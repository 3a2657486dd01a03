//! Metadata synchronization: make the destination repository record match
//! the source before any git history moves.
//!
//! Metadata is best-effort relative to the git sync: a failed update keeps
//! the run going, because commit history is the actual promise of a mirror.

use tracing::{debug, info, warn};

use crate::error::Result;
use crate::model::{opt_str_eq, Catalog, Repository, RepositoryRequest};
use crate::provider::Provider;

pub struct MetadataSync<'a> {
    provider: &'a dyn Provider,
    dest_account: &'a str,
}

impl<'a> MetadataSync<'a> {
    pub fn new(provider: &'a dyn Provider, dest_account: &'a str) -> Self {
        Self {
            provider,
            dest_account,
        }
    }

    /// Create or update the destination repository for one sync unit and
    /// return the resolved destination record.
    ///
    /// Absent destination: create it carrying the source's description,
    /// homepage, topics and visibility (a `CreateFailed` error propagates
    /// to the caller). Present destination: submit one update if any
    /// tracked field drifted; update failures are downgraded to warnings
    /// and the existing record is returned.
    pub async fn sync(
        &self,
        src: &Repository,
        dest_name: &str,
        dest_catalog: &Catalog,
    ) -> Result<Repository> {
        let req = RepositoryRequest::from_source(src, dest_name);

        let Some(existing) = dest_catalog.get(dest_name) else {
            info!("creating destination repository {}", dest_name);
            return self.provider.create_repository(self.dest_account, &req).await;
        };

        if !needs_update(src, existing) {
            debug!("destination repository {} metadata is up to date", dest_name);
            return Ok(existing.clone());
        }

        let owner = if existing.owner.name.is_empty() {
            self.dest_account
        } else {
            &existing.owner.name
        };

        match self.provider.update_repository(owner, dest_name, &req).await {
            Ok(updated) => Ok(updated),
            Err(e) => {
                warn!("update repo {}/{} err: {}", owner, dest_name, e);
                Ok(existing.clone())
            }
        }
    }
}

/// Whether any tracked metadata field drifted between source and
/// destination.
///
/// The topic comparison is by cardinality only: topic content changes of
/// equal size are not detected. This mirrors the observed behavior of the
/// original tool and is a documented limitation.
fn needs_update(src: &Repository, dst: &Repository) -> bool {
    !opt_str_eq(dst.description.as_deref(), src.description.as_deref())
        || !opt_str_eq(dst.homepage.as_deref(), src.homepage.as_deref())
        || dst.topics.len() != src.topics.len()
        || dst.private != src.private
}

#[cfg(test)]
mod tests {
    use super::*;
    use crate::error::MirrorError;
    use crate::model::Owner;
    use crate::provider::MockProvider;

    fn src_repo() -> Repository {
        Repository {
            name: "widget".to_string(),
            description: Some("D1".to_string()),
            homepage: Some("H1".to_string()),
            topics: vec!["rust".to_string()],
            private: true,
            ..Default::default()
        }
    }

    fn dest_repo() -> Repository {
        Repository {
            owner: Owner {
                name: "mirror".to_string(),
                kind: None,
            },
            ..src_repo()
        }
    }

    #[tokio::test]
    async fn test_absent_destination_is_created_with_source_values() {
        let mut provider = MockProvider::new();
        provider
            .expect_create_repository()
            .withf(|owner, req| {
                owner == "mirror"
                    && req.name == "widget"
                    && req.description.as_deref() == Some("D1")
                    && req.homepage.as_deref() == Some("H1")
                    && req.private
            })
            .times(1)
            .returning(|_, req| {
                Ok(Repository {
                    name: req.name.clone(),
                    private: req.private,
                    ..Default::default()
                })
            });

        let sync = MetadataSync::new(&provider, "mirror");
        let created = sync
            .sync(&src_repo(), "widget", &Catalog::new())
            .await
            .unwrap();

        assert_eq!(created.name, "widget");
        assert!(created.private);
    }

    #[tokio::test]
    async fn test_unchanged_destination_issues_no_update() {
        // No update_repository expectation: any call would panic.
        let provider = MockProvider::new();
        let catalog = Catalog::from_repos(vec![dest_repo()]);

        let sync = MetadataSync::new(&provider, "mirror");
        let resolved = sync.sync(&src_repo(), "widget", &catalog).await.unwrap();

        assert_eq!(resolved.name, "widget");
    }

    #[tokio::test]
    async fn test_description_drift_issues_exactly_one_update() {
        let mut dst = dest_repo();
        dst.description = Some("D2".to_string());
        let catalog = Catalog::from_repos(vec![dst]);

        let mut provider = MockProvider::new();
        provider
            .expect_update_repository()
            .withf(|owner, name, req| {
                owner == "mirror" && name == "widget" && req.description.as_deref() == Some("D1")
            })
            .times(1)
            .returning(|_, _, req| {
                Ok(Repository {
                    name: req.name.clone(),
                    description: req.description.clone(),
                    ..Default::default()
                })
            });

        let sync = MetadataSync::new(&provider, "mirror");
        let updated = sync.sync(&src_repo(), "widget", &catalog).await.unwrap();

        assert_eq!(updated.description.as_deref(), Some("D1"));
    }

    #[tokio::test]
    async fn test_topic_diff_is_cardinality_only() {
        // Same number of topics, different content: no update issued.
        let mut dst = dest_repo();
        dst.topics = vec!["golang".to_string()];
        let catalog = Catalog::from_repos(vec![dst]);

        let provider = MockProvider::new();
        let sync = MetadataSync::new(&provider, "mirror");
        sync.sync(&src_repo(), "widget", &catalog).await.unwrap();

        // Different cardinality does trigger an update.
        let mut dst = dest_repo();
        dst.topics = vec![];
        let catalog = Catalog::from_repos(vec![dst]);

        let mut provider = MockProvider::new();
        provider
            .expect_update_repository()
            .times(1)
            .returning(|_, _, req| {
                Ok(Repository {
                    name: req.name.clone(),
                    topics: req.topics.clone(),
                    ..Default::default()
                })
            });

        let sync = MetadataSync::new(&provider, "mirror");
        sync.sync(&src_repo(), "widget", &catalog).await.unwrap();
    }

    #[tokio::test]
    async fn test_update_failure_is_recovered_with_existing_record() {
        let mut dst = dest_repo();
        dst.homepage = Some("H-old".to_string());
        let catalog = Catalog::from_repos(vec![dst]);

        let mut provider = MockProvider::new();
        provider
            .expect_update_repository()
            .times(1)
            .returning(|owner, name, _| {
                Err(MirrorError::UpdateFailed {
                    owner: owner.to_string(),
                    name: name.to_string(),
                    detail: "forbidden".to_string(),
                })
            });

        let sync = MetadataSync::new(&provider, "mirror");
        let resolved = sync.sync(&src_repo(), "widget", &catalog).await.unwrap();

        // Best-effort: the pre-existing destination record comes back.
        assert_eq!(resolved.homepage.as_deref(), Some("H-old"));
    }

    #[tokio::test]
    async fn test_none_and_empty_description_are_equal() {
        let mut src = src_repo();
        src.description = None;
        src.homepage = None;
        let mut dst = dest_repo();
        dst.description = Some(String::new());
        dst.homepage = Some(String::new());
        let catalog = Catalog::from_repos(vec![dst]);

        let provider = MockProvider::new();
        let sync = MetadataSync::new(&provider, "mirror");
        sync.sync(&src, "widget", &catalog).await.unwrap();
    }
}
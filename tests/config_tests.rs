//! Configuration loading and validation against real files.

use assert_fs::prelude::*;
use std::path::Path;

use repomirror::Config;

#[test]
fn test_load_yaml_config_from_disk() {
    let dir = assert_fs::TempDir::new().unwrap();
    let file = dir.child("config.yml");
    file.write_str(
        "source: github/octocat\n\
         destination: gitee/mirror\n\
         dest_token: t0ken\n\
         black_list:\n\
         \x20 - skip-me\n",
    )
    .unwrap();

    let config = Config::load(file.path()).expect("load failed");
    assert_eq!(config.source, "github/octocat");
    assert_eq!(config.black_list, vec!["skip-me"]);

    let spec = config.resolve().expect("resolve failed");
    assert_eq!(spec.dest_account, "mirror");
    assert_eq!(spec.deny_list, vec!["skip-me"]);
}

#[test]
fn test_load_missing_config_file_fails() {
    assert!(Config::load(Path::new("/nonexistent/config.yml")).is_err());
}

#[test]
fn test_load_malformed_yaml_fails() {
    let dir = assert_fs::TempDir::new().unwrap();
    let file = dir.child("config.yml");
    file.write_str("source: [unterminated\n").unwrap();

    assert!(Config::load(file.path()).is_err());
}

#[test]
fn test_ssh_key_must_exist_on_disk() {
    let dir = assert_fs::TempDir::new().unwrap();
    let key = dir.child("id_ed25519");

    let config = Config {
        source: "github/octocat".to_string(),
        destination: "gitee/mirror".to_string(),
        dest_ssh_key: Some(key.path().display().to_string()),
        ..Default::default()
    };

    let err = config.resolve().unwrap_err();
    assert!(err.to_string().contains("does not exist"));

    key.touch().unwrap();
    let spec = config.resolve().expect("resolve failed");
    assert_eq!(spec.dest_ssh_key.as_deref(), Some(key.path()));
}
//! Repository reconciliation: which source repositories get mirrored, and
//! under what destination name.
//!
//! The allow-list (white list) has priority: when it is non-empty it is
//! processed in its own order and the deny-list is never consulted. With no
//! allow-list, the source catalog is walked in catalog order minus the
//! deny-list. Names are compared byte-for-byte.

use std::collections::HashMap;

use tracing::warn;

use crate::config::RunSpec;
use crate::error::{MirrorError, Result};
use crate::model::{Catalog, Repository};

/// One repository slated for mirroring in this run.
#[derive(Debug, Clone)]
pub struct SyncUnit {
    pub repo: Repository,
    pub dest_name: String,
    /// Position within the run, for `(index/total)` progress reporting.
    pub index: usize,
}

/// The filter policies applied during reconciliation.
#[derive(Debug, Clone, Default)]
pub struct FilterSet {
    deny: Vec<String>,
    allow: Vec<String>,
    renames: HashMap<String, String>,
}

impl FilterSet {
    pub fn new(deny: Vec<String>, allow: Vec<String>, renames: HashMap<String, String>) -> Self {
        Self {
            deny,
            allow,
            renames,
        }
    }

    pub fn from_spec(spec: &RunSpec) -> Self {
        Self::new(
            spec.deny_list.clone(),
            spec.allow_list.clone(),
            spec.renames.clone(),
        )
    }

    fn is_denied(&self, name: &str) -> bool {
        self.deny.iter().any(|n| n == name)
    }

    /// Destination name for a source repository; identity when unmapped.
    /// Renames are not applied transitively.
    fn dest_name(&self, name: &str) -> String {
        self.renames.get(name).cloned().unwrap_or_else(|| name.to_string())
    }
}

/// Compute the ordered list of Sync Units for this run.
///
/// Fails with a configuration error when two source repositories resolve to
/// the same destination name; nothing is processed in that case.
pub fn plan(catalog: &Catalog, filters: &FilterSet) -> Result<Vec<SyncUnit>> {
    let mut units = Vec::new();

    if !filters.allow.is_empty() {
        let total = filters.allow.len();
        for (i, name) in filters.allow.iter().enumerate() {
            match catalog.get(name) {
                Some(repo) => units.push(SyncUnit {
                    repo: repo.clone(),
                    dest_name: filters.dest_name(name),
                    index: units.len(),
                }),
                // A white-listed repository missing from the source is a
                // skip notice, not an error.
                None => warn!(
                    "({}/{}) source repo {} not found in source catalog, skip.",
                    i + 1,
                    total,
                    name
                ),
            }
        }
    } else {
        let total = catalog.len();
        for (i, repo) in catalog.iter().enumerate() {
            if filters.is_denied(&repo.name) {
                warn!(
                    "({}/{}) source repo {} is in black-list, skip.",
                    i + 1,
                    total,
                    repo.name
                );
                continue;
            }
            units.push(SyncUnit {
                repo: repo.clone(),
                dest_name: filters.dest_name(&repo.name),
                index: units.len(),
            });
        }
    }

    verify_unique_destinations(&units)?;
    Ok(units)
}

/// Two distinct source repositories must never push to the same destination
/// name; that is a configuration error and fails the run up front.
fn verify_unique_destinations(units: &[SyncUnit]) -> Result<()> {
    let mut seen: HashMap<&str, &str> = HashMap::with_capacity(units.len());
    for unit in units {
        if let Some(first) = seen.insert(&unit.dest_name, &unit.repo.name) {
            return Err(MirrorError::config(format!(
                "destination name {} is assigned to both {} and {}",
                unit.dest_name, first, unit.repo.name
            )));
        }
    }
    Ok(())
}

--------------------------------------------------

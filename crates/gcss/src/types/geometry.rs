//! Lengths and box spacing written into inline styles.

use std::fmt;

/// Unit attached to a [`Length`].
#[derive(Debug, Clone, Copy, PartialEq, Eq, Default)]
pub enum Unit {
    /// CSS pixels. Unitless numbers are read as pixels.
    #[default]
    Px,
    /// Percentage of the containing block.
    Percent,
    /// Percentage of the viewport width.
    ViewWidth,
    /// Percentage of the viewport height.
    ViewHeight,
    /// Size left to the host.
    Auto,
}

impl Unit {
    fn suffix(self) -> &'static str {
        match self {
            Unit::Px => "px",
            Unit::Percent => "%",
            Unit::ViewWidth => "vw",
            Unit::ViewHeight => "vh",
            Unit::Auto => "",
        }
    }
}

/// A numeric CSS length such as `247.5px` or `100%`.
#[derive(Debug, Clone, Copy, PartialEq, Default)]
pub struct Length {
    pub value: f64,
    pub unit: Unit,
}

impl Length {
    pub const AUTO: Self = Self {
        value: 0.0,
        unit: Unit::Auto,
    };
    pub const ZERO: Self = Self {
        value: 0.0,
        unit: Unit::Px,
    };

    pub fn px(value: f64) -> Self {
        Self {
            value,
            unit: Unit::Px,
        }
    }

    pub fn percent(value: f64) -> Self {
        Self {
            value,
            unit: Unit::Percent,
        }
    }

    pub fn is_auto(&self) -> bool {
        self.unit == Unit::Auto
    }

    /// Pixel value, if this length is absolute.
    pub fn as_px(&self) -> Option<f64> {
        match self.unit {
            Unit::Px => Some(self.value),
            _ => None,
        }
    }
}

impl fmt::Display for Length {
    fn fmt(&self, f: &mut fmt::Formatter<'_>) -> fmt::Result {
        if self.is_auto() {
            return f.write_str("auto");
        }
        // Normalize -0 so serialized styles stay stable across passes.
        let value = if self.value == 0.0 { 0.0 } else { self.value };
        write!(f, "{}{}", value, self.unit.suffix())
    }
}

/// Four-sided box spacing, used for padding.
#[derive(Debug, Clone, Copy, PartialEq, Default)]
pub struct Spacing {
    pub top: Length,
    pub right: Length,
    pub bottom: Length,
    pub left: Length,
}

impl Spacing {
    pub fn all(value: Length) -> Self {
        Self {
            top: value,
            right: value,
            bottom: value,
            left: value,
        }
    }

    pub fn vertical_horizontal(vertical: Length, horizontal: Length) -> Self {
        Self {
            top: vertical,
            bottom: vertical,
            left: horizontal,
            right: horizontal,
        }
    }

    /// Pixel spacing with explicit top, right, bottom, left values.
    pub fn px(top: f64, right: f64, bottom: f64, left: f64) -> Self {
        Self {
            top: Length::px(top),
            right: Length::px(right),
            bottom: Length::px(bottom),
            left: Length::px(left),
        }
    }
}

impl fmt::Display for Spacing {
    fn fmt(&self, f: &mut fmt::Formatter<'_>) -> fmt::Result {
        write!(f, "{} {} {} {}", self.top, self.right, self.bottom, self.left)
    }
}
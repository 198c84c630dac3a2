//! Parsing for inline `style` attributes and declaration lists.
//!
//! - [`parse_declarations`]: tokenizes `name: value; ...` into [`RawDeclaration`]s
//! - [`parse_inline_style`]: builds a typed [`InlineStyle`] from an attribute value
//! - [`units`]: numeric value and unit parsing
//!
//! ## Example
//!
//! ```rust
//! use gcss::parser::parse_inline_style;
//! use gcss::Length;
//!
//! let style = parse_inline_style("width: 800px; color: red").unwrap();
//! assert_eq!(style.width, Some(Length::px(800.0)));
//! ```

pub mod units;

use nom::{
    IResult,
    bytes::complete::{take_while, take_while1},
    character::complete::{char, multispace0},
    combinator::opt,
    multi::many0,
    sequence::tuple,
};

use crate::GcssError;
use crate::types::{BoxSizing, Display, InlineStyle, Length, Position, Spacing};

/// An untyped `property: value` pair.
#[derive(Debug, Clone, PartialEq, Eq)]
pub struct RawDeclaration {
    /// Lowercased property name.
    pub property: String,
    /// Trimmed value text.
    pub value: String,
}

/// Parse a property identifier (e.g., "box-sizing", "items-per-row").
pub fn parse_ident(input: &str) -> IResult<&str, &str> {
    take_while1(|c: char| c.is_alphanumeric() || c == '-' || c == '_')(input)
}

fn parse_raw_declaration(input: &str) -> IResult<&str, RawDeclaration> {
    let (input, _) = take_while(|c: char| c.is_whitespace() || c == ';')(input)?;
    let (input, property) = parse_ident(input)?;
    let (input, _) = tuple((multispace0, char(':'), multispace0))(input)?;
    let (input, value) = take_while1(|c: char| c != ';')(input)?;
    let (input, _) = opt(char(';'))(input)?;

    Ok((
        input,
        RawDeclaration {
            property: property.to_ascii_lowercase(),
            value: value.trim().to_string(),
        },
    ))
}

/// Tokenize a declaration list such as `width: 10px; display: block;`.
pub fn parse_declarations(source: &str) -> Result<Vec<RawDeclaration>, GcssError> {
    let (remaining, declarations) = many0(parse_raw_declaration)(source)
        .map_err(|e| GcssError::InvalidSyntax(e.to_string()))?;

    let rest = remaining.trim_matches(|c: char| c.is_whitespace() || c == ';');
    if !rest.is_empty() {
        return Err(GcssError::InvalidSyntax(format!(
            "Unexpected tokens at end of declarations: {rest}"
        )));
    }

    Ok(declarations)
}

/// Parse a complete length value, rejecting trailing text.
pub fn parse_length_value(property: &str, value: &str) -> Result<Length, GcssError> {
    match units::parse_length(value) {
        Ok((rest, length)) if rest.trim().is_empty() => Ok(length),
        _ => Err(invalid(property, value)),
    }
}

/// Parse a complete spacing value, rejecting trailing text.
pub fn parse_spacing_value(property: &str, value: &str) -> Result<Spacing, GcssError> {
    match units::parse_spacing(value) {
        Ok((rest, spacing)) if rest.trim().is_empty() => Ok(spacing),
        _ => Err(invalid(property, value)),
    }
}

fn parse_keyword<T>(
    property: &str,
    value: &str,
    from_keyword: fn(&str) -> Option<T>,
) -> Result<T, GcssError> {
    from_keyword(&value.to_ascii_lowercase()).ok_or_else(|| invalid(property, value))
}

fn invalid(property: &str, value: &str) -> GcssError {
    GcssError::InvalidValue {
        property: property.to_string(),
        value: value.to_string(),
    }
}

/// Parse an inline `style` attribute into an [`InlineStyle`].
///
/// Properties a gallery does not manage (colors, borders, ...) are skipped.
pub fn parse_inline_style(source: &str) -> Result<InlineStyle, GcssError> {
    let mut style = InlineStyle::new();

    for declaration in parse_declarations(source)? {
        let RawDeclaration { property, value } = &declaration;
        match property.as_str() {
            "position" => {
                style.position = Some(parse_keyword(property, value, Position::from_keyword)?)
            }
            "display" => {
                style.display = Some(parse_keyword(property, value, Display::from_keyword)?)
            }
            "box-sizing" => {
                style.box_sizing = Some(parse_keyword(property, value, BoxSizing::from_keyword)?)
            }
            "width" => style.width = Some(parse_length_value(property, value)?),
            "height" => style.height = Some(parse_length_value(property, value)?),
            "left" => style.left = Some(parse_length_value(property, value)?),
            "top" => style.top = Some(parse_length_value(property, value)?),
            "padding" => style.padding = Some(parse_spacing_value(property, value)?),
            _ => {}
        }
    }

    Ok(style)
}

--------------------------------------------------

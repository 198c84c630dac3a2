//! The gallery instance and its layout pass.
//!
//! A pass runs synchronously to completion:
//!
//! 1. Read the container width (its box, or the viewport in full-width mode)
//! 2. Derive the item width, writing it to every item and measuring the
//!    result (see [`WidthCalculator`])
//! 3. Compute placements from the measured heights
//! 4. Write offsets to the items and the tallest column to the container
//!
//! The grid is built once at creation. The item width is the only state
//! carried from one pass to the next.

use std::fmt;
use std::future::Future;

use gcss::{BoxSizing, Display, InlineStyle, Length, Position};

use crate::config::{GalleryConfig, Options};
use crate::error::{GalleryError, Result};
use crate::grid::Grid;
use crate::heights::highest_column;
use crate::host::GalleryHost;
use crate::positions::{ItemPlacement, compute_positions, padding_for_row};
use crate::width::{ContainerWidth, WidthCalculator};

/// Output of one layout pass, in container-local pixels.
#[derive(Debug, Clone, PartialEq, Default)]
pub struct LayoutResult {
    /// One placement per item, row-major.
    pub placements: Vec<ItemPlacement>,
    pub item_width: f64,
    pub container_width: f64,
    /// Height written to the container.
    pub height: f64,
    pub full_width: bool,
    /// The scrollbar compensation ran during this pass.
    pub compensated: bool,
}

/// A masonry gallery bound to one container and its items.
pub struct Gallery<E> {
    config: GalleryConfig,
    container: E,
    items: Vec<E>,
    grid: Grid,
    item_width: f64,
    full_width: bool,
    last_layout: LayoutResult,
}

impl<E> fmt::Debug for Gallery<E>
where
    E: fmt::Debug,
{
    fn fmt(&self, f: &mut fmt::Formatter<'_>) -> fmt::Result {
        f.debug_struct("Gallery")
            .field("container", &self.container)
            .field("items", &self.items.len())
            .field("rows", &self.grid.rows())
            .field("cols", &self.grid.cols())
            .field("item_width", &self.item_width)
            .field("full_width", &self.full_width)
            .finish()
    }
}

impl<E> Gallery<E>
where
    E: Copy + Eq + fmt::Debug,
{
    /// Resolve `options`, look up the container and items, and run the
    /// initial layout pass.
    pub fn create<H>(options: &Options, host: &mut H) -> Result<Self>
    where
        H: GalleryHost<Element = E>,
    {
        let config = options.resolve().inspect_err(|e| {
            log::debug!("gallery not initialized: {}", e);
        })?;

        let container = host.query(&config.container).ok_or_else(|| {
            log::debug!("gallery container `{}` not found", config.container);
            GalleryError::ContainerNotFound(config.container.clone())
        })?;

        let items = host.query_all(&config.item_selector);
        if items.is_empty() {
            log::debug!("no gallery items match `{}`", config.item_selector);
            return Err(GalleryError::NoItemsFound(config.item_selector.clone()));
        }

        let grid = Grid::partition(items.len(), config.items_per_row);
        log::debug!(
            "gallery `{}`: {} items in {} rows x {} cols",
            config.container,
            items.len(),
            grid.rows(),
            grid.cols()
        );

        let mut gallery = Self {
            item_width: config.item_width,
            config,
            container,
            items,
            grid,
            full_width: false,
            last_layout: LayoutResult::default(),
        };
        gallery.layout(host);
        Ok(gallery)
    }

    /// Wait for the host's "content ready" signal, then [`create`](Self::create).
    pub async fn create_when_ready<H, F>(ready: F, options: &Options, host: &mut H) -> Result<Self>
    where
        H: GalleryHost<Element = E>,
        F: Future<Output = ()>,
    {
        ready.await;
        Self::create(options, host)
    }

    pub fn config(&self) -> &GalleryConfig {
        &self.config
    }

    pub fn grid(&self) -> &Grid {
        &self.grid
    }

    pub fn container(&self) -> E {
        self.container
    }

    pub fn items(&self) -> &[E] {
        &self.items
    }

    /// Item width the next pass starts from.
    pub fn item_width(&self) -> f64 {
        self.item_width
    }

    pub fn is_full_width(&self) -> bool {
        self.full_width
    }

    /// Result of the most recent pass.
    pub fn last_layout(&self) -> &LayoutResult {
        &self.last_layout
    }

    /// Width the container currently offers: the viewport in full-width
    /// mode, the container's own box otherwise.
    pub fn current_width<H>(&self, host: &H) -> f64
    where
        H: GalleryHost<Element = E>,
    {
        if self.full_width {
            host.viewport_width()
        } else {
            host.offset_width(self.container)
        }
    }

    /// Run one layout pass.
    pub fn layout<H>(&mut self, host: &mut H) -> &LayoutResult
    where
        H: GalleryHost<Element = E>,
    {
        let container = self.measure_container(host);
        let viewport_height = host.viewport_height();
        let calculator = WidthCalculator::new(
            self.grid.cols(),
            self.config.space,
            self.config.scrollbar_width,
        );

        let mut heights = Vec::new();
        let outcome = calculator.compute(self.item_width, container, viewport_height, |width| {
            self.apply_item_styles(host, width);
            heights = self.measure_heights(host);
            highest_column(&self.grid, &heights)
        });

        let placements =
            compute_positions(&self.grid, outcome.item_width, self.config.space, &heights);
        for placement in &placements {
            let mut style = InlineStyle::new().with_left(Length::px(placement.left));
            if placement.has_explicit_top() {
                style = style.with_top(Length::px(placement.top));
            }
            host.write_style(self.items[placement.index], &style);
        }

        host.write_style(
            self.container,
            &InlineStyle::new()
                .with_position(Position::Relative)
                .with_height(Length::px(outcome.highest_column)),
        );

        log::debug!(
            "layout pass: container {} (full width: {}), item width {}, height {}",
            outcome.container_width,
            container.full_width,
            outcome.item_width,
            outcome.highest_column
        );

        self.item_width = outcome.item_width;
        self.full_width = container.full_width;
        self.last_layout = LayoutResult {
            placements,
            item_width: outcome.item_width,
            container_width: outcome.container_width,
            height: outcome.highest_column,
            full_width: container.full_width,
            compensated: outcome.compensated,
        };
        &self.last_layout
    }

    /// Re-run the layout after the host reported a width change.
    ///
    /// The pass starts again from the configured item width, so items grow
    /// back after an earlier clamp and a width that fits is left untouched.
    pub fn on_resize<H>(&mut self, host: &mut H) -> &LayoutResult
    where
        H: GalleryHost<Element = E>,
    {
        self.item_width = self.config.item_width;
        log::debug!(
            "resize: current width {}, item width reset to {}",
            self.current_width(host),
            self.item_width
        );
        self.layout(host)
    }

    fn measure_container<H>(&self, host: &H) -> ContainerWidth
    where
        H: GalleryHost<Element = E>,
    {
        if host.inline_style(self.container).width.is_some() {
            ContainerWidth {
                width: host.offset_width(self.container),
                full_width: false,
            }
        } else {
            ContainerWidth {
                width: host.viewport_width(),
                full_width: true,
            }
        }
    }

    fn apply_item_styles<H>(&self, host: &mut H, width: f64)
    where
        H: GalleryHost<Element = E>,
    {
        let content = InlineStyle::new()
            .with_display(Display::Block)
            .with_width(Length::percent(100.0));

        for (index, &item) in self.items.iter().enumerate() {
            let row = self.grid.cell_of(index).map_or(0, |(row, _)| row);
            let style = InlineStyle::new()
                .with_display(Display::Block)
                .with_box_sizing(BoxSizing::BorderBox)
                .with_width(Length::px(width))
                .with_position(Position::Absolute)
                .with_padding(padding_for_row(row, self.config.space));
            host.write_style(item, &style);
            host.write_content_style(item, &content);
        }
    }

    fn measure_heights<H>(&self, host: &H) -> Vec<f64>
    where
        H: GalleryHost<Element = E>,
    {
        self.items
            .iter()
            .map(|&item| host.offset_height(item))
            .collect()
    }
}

--------------------------------------------------

[ABOUT THIS TASK]
Find the lines above holding the word "effort" and show them.

[ANSWER TO THIS TASK]
//! Metadata is best-effort relative to the git sync: a failed update keeps
        // Best-effort: the pre-existing destination record comes back.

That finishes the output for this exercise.